The bug is triggered by truncates of ENGINE=MEMORY tables: TRUNCATE TABLE statement is (erroneously?) replicated, fails to be applied because in-memory tables are node-local, tx is brute force aborted, then “local or streaming tx” assertion fails in WSREP and node crashes with an error similar to the following, and may eventually lead to cluster lockup when WSREP goes completely haywire due to repeated node crashes caused by this same transaction replicated again and again: Perhaps mode==local should evaluate to true ?

2021-07-17 10:26:43 10 [ERROR] Slave SQL: Error 'Table 'lsa.ttm$etl_dimension_discovery_etl06_lsa_001' doesn't exist' on query.

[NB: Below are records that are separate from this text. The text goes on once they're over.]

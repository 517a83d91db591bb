//! Addressing modes and the 256-entry opcode dispatch table.
//!
//! The page-cross penalty column is 1 for the read-indexed forms and for
//! Relative (the "charge on cross" rule), 0 elsewhere. JMP (Indirect)'s
//! page-wrap handling lives in `Cpu::effective_address`, not in this table.
//! The 12 `JAM` slots are marked to halt rather than routed to a NOP.

use crate::cpu::Cpu;
use crate::ops::{illegal_ops, jump_ops, logical_ops, move_ops};
use crate::trace::StepKind;

#[derive(Debug, Clone, Copy, PartialEq, Eq)]
pub enum Mode {
  Accumulator,
  Immediate,
  Implied,
  Absolute,
  AbsoluteX,
  AbsoluteY,
  ZeroPage,
  ZeroPageX,
  ZeroPageY,
  Indirect,
  IndirectX,
  IndirectY,
  Relative,
}

impl Mode {
  /// Number of operand bytes consumed after the opcode byte itself.
  pub fn byte_count(&self) -> u8 {
    match self {
      Mode::Accumulator | Mode::Implied => 0,
      Mode::Absolute | Mode::AbsoluteX | Mode::AbsoluteY | Mode::Indirect => 2,
      _ => 1,
    }
  }
}

pub struct OpEntry {
  pub name: &'static str,
  pub mode: Mode,
  pub cycles: u8,
  pub page_cross_penalty: u8,
  pub handler: fn(&mut Cpu, Mode, u8),
  pub kind: StepKind,
}

macro_rules! op {
  ($name:expr, $mode:expr, $cycles:expr, $penalty:expr, $handler:path) => {
    OpEntry {
      name: $name,
      mode: $mode,
      cycles: $cycles,
      page_cross_penalty: $penalty,
      handler: $handler,
      kind: StepKind::Normal,
    }
  };
}

macro_rules! jam {
  ($name:expr) => {
    OpEntry {
      name: $name,
      mode: Mode::Implied,
      cycles: 0,
      page_cross_penalty: 0,
      handler: jump_ops::nop,
      kind: StepKind::Jam,
    }
  };
}

macro_rules! unstable_op {
  ($name:expr, $mode:expr, $cycles:expr, $penalty:expr) => {
    OpEntry {
      name: $name,
      mode: $mode,
      cycles: $cycles,
      page_cross_penalty: $penalty,
      handler: illegal_ops::unstable,
      kind: StepKind::Unstable,
    }
  };
}

use Mode::*;

#[rustfmt::skip]
pub static OPCODE_TABLE: [OpEntry; 256] = [
  // 0x00
  op!("BRK_IMP", Implied, 7, 0, jump_ops::brk),
  op!("ORA_INX", IndirectX, 6, 0, logical_ops::ora),
  jam!("JAM"),
  op!("SLO_INX", IndirectX, 8, 0, illegal_ops::slo),
  op!("NOP_ZP", ZeroPage, 3, 0, jump_ops::nop),
  op!("ORA_ZP", ZeroPage, 3, 0, logical_ops::ora),
  op!("ASL_ZP", ZeroPage, 5, 0, logical_ops::asl),
  op!("SLO_ZP", ZeroPage, 5, 0, illegal_ops::slo),
  op!("PHP_IMP", Implied, 3, 0, move_ops::php),
  op!("ORA_IMM", Immediate, 2, 0, logical_ops::ora),
  op!("ASL_ACC", Accumulator, 2, 0, logical_ops::asl),
  op!("ANC_IMM", Immediate, 2, 0, illegal_ops::anc),
  op!("NOP_ABS", Absolute, 4, 0, jump_ops::nop),
  op!("ORA_ABS", Absolute, 4, 0, logical_ops::ora),
  op!("ASL_ABS", Absolute, 6, 0, logical_ops::asl),
  op!("SLO_ABS", Absolute, 6, 0, illegal_ops::slo),
  // 0x10
  op!("BPL_REL", Relative, 2, 1, jump_ops::bpl),
  op!("ORA_INY", IndirectY, 5, 1, logical_ops::ora),
  jam!("JAM"),
  op!("SLO_INY", IndirectY, 8, 0, illegal_ops::slo),
  op!("NOP_ZPX", ZeroPageX, 4, 0, jump_ops::nop),
  op!("ORA_ZPX", ZeroPageX, 4, 0, logical_ops::ora),
  op!("ASL_ZPX", ZeroPageX, 6, 0, logical_ops::asl),
  op!("SLO_ZPX", ZeroPageX, 6, 0, illegal_ops::slo),
  op!("CLC_IMP", Implied, 2, 0, jump_ops::clc),
  op!("ORA_ABY", AbsoluteY, 4, 1, logical_ops::ora),
  op!("NOP_IMP", Implied, 2, 0, jump_ops::nop),
  op!("SLO_ABY", AbsoluteY, 7, 0, illegal_ops::slo),
  op!("NOP_ABX", AbsoluteX, 4, 1, jump_ops::nop),
  op!("ORA_ABX", AbsoluteX, 4, 1, logical_ops::ora),
  op!("ASL_ABX", AbsoluteX, 7, 0, logical_ops::asl),
  op!("SLO_ABX", AbsoluteX, 7, 0, illegal_ops::slo),
  // 0x20
  op!("JSR_ABS", Absolute, 6, 0, jump_ops::jsr),
  op!("AND_INX", IndirectX, 6, 0, logical_ops::and),
  jam!("JAM"),
  op!("RLA_INX", IndirectX, 8, 0, illegal_ops::rla),
  op!("BIT_ZP", ZeroPage, 3, 0, jump_ops::bit),
  op!("AND_ZP", ZeroPage, 3, 0, logical_ops::and),
  op!("ROL_ZP", ZeroPage, 5, 0, logical_ops::rol),
  op!("RLA_ZP", ZeroPage, 5, 0, illegal_ops::rla),
  op!("PLP_IMP", Implied, 4, 0, move_ops::plp),
  op!("AND_IMM", Immediate, 2, 0, logical_ops::and),
  op!("ROL_ACC", Accumulator, 2, 0, logical_ops::rol),
  op!("ANC_IMM2", Immediate, 2, 0, illegal_ops::anc),
  op!("BIT_ABS", Absolute, 4, 0, jump_ops::bit),
  op!("AND_ABS", Absolute, 4, 0, logical_ops::and),
  op!("ROL_ABS", Absolute, 6, 0, logical_ops::rol),
  op!("RLA_ABS", Absolute, 6, 0, illegal_ops::rla),
  // 0x30
  op!("BMI_REL", Relative, 2, 1, jump_ops::bmi),
  op!("AND_INY", IndirectY, 5, 1, logical_ops::and),
  jam!("JAM"),
  op!("RLA_INY", IndirectY, 8, 0, illegal_ops::rla),
  op!("NOP_ZPX2", ZeroPageX, 4, 0, jump_ops::nop),
  op!("AND_ZPX", ZeroPageX, 4, 0, logical_ops::and),
  op!("ROL_ZPX", ZeroPageX, 6, 0, logical_ops::rol),
  op!("RLA_ZPX", ZeroPageX, 6, 0, illegal_ops::rla),
  op!("SEC_IMP", Implied, 2, 0, jump_ops::sec),
  op!("AND_ABY", AbsoluteY, 4, 1, logical_ops::and),
  op!("NOP_IMP2", Implied, 2, 0, jump_ops::nop),
  op!("RLA_ABY", AbsoluteY, 7, 0, illegal_ops::rla),
  op!("NOP_ABX2", AbsoluteX, 4, 1, jump_ops::nop),
  op!("AND_ABX", AbsoluteX, 4, 1, logical_ops::and),
  op!("ROL_ABX", AbsoluteX, 7, 0, logical_ops::rol),
  op!("RLA_ABX", AbsoluteX, 7, 0, illegal_ops::rla),
  // 0x40
  op!("RTI_IMP", Implied, 6, 0, jump_ops::rti),
  op!("EOR_INX", IndirectX, 6, 0, logical_ops::eor),
  jam!("JAM"),
  op!("SRE_INX", IndirectX, 8, 0, illegal_ops::sre),
  op!("NOP_ZP2", ZeroPage, 3, 0, jump_ops::nop),
  op!("EOR_ZP", ZeroPage, 3, 0, logical_ops::eor),
  op!("LSR_ZP", ZeroPage, 5, 0, logical_ops::lsr),
  op!("SRE_ZP", ZeroPage, 5, 0, illegal_ops::sre),
  op!("PHA_IMP", Implied, 3, 0, move_ops::pha),
  op!("EOR_IMM", Immediate, 2, 0, logical_ops::eor),
  op!("LSR_ACC", Accumulator, 2, 0, logical_ops::lsr),
  op!("ALR_IMM", Immediate, 2, 0, illegal_ops::alr),
  op!("JMP_ABS", Absolute, 3, 0, jump_ops::jmp),
  op!("EOR_ABS", Absolute, 4, 0, logical_ops::eor),
  op!("LSR_ABS", Absolute, 6, 0, logical_ops::lsr),
  op!("SRE_ABS", Absolute, 6, 0, illegal_ops::sre),
  // 0x50
  op!("BVC_REL", Relative, 2, 1, jump_ops::bvc),
  op!("EOR_INY", IndirectY, 5, 1, logical_ops::eor),
  jam!("JAM"),
  op!("SRE_INY", IndirectY, 8, 0, illegal_ops::sre),
  op!("NOP_ZPX3", ZeroPageX, 4, 0, jump_ops::nop),
  op!("EOR_ZPX", ZeroPageX, 4, 0, logical_ops::eor),
  op!("LSR_ZPX", ZeroPageX, 6, 0, logical_ops::lsr),
  op!("SRE_ZPX", ZeroPageX, 6, 0, illegal_ops::sre),
  op!("CLI_IMP", Implied, 2, 0, jump_ops::cli),
  op!("EOR_ABY", AbsoluteY, 4, 1, logical_ops::eor),
  op!("NOP_IMP3", Implied, 2, 0, jump_ops::nop),
  op!("SRE_ABY", AbsoluteY, 7, 0, illegal_ops::sre),
  op!("NOP_ABX3", AbsoluteX, 4, 1, jump_ops::nop),
  op!("EOR_ABX", AbsoluteX, 4, 1, logical_ops::eor),
  op!("LSR_ABX", AbsoluteX, 7, 0, logical_ops::lsr),
  op!("SRE_ABX", AbsoluteX, 7, 0, illegal_ops::sre),
  // 0x60
  op!("RTS_IMP", Implied, 6, 0, jump_ops::rts),
  op!("ADC_INX", IndirectX, 6, 0, logical_ops::adc),
  jam!("JAM"),
  op!("RRA_INX", IndirectX, 8, 0, illegal_ops::rra),
  op!("NOP_ZP3", ZeroPage, 3, 0, jump_ops::nop),
  op!("ADC_ZP", ZeroPage, 3, 0, logical_ops::adc),
  op!("ROR_ZP", ZeroPage, 5, 0, logical_ops::ror),
  op!("RRA_ZP", ZeroPage, 5, 0, illegal_ops::rra),
  op!("PLA_IMP", Implied, 4, 0, move_ops::pla),
  op!("ADC_IMM", Immediate, 2, 0, logical_ops::adc),
  op!("ROR_ACC", Accumulator, 2, 0, logical_ops::ror),
  unstable_op!("ARR_IMM", Immediate, 2, 0),
  op!("JMP_IND", Indirect, 5, 0, jump_ops::jmp),
  op!("ADC_ABS", Absolute, 4, 0, logical_ops::adc),
  op!("ROR_ABS", Absolute, 6, 0, logical_ops::ror),
  op!("RRA_ABS", Absolute, 6, 0, illegal_ops::rra),
  // 0x70
  op!("BVS_REL", Relative, 2, 1, jump_ops::bvs),
  op!("ADC_INY", IndirectY, 5, 1, logical_ops::adc),
  jam!("JAM"),
  op!("RRA_INY", IndirectY, 8, 0, illegal_ops::rra),
  op!("NOP_ZPX4", ZeroPageX, 4, 0, jump_ops::nop),
  op!("ADC_ZPX", ZeroPageX, 4, 0, logical_ops::adc),
  op!("ROR_ZPX", ZeroPageX, 6, 0, logical_ops::ror),
  op!("RRA_ZPX", ZeroPageX, 6, 0, illegal_ops::rra),
  op!("SEI_IMP", Implied, 2, 0, jump_ops::sei),
  op!("ADC_ABY", AbsoluteY, 4, 1, logical_ops::adc),
  op!("NOP_IMP4", Implied, 2, 0, jump_ops::nop),
  op!("RRA_ABY", AbsoluteY, 7, 0, illegal_ops::rra),
  op!("NOP_ABX4", AbsoluteX, 4, 1, jump_ops::nop),
  op!("ADC_ABX", AbsoluteX, 4, 1, logical_ops::adc),
  op!("ROR_ABX", AbsoluteX, 7, 0, logical_ops::ror),
  op!("RRA_ABX", AbsoluteX, 7, 0, illegal_ops::rra),
  // 0x80
  op!("NOP_IMM", Immediate, 2, 0, jump_ops::nop),
  op!("STA_INX", IndirectX, 6, 0, move_ops::sta),
  op!("NOP_IMM2", Immediate, 2, 0, jump_ops::nop),
  op!("SAX_INX", IndirectX, 6, 0, illegal_ops::sax),
  op!("STY_ZP", ZeroPage, 3, 0, move_ops::sty),
  op!("STA_ZP", ZeroPage, 3, 0, move_ops::sta),
  op!("STX_ZP", ZeroPage, 3, 0, move_ops::stx),
  op!("SAX_ZP", ZeroPage, 3, 0, illegal_ops::sax),
  op!("DEY_IMP", Implied, 2, 0, logical_ops::dey),
  op!("NOP_IMM3", Immediate, 2, 0, jump_ops::nop),
  op!("TXA_IMP", Implied, 2, 0, move_ops::txa),
  unstable_op!("XAA_IMM", Immediate, 2, 0),
  op!("STY_ABS", Absolute, 4, 0, move_ops::sty),
  op!("STA_ABS", Absolute, 4, 0, move_ops::sta),
  op!("STX_ABS", Absolute, 4, 0, move_ops::stx),
  op!("SAX_ABS", Absolute, 4, 0, illegal_ops::sax),
  // 0x90
  op!("BCC_REL", Relative, 2, 1, jump_ops::bcc),
  op!("STA_INY", IndirectY, 6, 0, move_ops::sta),
  jam!("JAM"),
  unstable_op!("AHX_INY", IndirectY, 6, 0),
  op!("STY_ZPX", ZeroPageX, 4, 0, move_ops::sty),
  op!("STA_ZPX", ZeroPageX, 4, 0, move_ops::sta),
  op!("STX_ZPY", ZeroPageY, 4, 0, move_ops::stx),
  op!("SAX_ZPY", ZeroPageY, 4, 0, illegal_ops::sax),
  op!("TYA_IMP", Implied, 2, 0, move_ops::tya),
  op!("STA_ABY", AbsoluteY, 5, 0, move_ops::sta),
  op!("TXS_IMP", Implied, 2, 0, move_ops::txs),
  unstable_op!("TAS_ABY", AbsoluteY, 5, 0),
  unstable_op!("SHY_ABX", AbsoluteX, 5, 0),
  op!("STA_ABX", AbsoluteX, 5, 0, move_ops::sta),
  unstable_op!("SHX_ABY", AbsoluteY, 5, 0),
  unstable_op!("AHX_ABY", AbsoluteY, 5, 0),
  // 0xA0
  op!("LDY_IMM", Immediate, 2, 0, move_ops::ldy),
  op!("LDA_INX", IndirectX, 6, 0, move_ops::lda),
  op!("LDX_IMM", Immediate, 2, 0, move_ops::ldx),
  op!("LAX_INX", IndirectX, 6, 0, illegal_ops::lax),
  op!("LDY_ZP", ZeroPage, 3, 0, move_ops::ldy),
  op!("LDA_ZP", ZeroPage, 3, 0, move_ops::lda),
  op!("LDX_ZP", ZeroPage, 3, 0, move_ops::ldx),
  op!("LAX_ZP", ZeroPage, 3, 0, illegal_ops::lax),
  op!("TAY_IMP", Implied, 2, 0, move_ops::tay),
  op!("LDA_IMM", Immediate, 2, 0, move_ops::lda),
  op!("TAX_IMP", Implied, 2, 0, move_ops::tax),
  unstable_op!("LXA_IMM", Immediate, 2, 0),
  op!("LDY_ABS", Absolute, 4, 0, move_ops::ldy),
  op!("LDA_ABS", Absolute, 4, 0, move_ops::lda),
  op!("LDX_ABS", Absolute, 4, 0, move_ops::ldx),
  op!("LAX_ABS", Absolute, 4, 0, illegal_ops::lax),
  // 0xB0
  op!("BCS_REL", Relative, 2, 1, jump_ops::bcs),
  op!("LDA_INY", IndirectY, 5, 1, move_ops::lda),
  jam!("JAM"),
  op!("LAX_INY", IndirectY, 5, 1, illegal_ops::lax),
  op!("LDY_ZPX", ZeroPageX, 4, 0, move_ops::ldy),
  op!("LDA_ZPX", ZeroPageX, 4, 0, move_ops::lda),
  op!("LDX_ZPY", ZeroPageY, 4, 0, move_ops::ldx),
  op!("LAX_ZPY", ZeroPageY, 4, 0, illegal_ops::lax),
  op!("CLV_IMP", Implied, 2, 0, jump_ops::clv),
  op!("LDA_ABY", AbsoluteY, 4, 1, move_ops::lda),
  op!("TSX_IMP", Implied, 2, 0, move_ops::tsx),
  unstable_op!("LAS_ABY", AbsoluteY, 4, 1),
  op!("LDY_ABX", AbsoluteX, 4, 1, move_ops::ldy),
  op!("LDA_ABX", AbsoluteX, 4, 1, move_ops::lda),
  op!("LDX_ABY", AbsoluteY, 4, 1, move_ops::ldx),
  op!("LAX_ABY", AbsoluteY, 4, 1, illegal_ops::lax),
  // 0xC0
  op!("CPY_IMM", Immediate, 2, 0, logical_ops::cpy),
  op!("CMP_INX", IndirectX, 6, 0, logical_ops::cmp),
  op!("NOP_IMM4", Immediate, 2, 0, jump_ops::nop),
  op!("DCP_INX", IndirectX, 8, 0, illegal_ops::dcp),
  op!("CPY_ZP", ZeroPage, 3, 0, logical_ops::cpy),
  op!("CMP_ZP", ZeroPage, 3, 0, logical_ops::cmp),
  op!("DEC_ZP", ZeroPage, 5, 0, logical_ops::dec),
  op!("DCP_ZP", ZeroPage, 5, 0, illegal_ops::dcp),
  op!("INY_IMP", Implied, 2, 0, logical_ops::iny),
  op!("CMP_IMM", Immediate, 2, 0, logical_ops::cmp),
  op!("DEX_IMP", Implied, 2, 0, logical_ops::dex),
  unstable_op!("AXS_IMM", Immediate, 2, 0),
  op!("CPY_ABS", Absolute, 4, 0, logical_ops::cpy),
  op!("CMP_ABS", Absolute, 4, 0, logical_ops::cmp),
  op!("DEC_ABS", Absolute, 6, 0, logical_ops::dec),
  op!("DCP_ABS", Absolute, 6, 0, illegal_ops::dcp),
  // 0xD0
  op!("BNE_REL", Relative, 2, 1, jump_ops::bne),
  op!("CMP_INY", IndirectY, 5, 1, logical_ops::cmp),
  jam!("JAM"),
  op!("DCP_INY", IndirectY, 8, 0, illegal_ops::dcp),
  op!("NOP_ZPX5", ZeroPageX, 4, 0, jump_ops::nop),
  op!("CMP_ZPX", ZeroPageX, 4, 0, logical_ops::cmp),
  op!("DEC_ZPX", ZeroPageX, 6, 0, logical_ops::dec),
  op!("DCP_ZPX", ZeroPageX, 6, 0, illegal_ops::dcp),
  op!("CLD_IMP", Implied, 2, 0, jump_ops::cld),
  op!("CMP_ABY", AbsoluteY, 4, 1, logical_ops::cmp),
  op!("NOP_IMP5", Implied, 2, 0, jump_ops::nop),
  op!("DCP_ABY", AbsoluteY, 7, 0, illegal_ops::dcp),
  op!("NOP_ABX5", AbsoluteX, 4, 1, jump_ops::nop),
  op!("CMP_ABX", AbsoluteX, 4, 1, logical_ops::cmp),
  op!("DEC_ABX", AbsoluteX, 7, 0, logical_ops::dec),
  op!("DCP_ABX", AbsoluteX, 7, 0, illegal_ops::dcp),
  // 0xE0
  op!("CPX_IMM", Immediate, 2, 0, logical_ops::cpx),
  op!("SBC_INX", IndirectX, 6, 0, logical_ops::sbc),
  op!("NOP_IMM5", Immediate, 2, 0, jump_ops::nop),
  op!("ISC_INX", IndirectX, 8, 0, illegal_ops::isc),
  op!("CPX_ZP", ZeroPage, 3, 0, logical_ops::cpx),
  op!("SBC_ZP", ZeroPage, 3, 0, logical_ops::sbc),
  op!("INC_ZP", ZeroPage, 5, 0, logical_ops::inc),
  op!("ISC_ZP", ZeroPage, 5, 0, illegal_ops::isc),
  op!("INX_IMP", Implied, 2, 0, logical_ops::inx),
  op!("SBC_IMM", Immediate, 2, 0, logical_ops::sbc),
  op!("NOP_IMP6", Implied, 2, 0, jump_ops::nop),
  op!("SBC_IMM2", Immediate, 2, 0, logical_ops::sbc),
  op!("CPX_ABS", Absolute, 4, 0, logical_ops::cpx),
  op!("SBC_ABS", Absolute, 4, 0, logical_ops::sbc),
  op!("INC_ABS", Absolute, 6, 0, logical_ops::inc),
  op!("ISC_ABS", Absolute, 6, 0, illegal_ops::isc),
  // 0xF0
  op!("BEQ_REL", Relative, 2, 1, jump_ops::beq),
  op!("SBC_INY", IndirectY, 5, 1, logical_ops::sbc),
  jam!("JAM"),
  op!("ISC_INY", IndirectY, 8, 0, illegal_ops::isc),
  op!("NOP_ZPX6", ZeroPageX, 4, 0, jump_ops::nop),
  op!("SBC_ZPX", ZeroPageX, 4, 0, logical_ops::sbc),
  op!("INC_ZPX", ZeroPageX, 6, 0, logical_ops::inc),
  op!("ISC_ZPX", ZeroPageX, 6, 0, illegal_ops::isc),
  op!("SED_IMP", Implied, 2, 0, jump_ops::sed),
  op!("SBC_ABY", AbsoluteY, 4, 1, logical_ops::sbc),
  op!("NOP_IMP7", Implied, 2, 0, jump_ops::nop),
  op!("ISC_ABY", AbsoluteY, 7, 0, illegal_ops::isc),
  op!("NOP_ABX6", AbsoluteX, 4, 1, jump_ops::nop),
  op!("SBC_ABX", AbsoluteX, 4, 1, logical_ops::sbc),
  op!("INC_ABX", AbsoluteX, 7, 0, logical_ops::inc),
  op!("ISC_ABX", AbsoluteX, 7, 0, illegal_ops::isc),
];

#[cfg(test)]
mod test {
  use super::*;

  #[test]
  fn table_has_256_entries() {
    assert_eq!(OPCODE_TABLE.len(), 256);
  }

  #[test]
  fn jam_slots_yield_zero_cycles_and_jam_kind() {
    for &opcode in &[0x02u8, 0x12, 0x22, 0x32, 0x42, 0x52, 0x62, 0x72, 0x92, 0xB2, 0xD2, 0xF2] {
      assert_eq!(OPCODE_TABLE[opcode as usize].kind, StepKind::Jam);
    }
  }

  #[test]
  fn official_nop_is_two_cycles_implied() {
    let entry = &OPCODE_TABLE[0xEA];
    assert_eq!(entry.cycles, 2);
    assert_eq!(entry.mode, Mode::Implied);
  }

  #[test]
  fn brk_is_seven_cycles() {
    assert_eq!(OPCODE_TABLE[0x00].cycles, 7);
  }

  #[test]
  fn read_indexed_forms_carry_a_page_cross_penalty() {
    assert_eq!(OPCODE_TABLE[0xBD].page_cross_penalty, 1); // LDA abs,X
    assert_eq!(OPCODE_TABLE[0x9D].page_cross_penalty, 0); // STA abs,X (write, deterministic)
  }
}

Default database: 'lsa'. Query: '/* DATABASE_EXECUTE_DDL*/ TRUNCATE TABLE `ttm$etl_dimension_discovery_etl06_lsa_001` /* PROCESS(LSA [ETLs] <lsa@etl06>, metadata_background|abandoned[1h]|time_to_live[4h]|maximum_reuse[15m])*/', Internal MariaDB error code: 1146
2021-07-17 10:26:43 10 [Warning] WSREP: Ignoring error 'Table 'lsa.ttm$etl_dimension_discovery_etl06_lsa_001' doesn't exist' on query. Default database: 'lsa'. Query: '/* DATABASE_EXECUTE_DDL*/ TRUNCATE TABLE `ttm$etl_dimension_discovery_etl06_lsa_001` /* PROCESS(LSA [ETLs] <lsa@etl06>, metadata_background|abandoned[1h]|time_to_live[4h]|maximum_reuse[15m])*/', Error_code: 1146
mariadbd: /home/buildbot/buildbot/padding_for_CPACK_RPM_BUILD_SOURCE_DIRS_PREFIX/mariadb-10.5.11/wsrep-lib/include/wsrep/client_state.hpp:668: int wsrep::client_state::bf_abort(wsrep::seqno): Assertion `mode_ == m_local || transaction_.is_streaming()' failed.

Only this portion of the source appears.